● WORK REQUIRED: Nothing but a number is expected: the count of lines in the data below that include "INDEX".

● SOURCE RECORDS:
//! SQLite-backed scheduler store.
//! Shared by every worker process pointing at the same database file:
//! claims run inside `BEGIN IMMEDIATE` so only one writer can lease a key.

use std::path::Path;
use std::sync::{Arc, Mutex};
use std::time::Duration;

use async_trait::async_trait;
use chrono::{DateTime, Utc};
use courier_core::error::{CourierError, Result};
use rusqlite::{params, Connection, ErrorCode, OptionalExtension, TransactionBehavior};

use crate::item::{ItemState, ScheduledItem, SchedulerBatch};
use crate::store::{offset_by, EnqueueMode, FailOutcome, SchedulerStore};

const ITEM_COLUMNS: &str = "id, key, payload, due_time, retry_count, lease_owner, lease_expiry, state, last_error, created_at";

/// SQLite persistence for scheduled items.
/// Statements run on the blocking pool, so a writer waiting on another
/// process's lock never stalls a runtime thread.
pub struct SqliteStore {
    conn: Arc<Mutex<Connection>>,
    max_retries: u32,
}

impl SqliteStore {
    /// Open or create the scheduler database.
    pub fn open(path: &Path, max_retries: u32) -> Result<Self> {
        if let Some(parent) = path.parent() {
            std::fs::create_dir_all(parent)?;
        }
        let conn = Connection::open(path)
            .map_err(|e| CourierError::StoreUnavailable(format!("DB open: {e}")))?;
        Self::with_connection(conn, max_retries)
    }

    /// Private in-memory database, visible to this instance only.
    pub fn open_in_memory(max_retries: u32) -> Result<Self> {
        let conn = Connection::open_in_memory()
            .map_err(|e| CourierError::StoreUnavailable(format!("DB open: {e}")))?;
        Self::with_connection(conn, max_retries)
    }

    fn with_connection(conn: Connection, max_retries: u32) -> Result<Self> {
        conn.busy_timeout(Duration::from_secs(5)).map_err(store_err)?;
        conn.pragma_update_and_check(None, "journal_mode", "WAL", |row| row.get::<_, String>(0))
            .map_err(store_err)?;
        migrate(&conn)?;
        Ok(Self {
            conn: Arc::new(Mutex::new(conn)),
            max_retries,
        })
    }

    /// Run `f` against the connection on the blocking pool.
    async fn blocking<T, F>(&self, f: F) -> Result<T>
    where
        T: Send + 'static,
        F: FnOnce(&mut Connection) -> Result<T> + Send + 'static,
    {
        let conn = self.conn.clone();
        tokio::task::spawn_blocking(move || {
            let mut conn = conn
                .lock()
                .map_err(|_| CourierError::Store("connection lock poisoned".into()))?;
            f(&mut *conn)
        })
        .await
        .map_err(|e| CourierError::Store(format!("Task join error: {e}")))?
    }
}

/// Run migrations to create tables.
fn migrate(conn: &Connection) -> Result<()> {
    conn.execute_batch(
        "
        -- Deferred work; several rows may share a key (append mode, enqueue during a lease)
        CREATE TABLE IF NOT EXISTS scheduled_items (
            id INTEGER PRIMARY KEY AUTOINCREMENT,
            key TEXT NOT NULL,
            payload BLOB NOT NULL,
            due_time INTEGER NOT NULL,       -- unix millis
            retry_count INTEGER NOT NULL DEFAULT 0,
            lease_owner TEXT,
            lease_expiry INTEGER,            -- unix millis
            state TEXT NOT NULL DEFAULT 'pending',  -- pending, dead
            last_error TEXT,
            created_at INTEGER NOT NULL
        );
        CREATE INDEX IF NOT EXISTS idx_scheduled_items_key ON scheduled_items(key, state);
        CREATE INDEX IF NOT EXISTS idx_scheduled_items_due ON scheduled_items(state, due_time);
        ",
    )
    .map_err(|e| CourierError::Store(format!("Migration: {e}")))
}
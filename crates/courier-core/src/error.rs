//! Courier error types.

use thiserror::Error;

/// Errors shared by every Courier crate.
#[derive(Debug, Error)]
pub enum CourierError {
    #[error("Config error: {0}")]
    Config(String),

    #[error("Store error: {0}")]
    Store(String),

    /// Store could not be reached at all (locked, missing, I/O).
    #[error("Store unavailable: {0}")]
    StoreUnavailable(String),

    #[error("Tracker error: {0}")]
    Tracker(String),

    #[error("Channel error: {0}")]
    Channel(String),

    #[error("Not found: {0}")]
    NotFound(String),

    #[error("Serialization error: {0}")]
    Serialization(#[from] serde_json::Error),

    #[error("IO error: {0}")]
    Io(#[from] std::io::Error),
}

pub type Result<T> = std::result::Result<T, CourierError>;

● ANSWER BOX: 2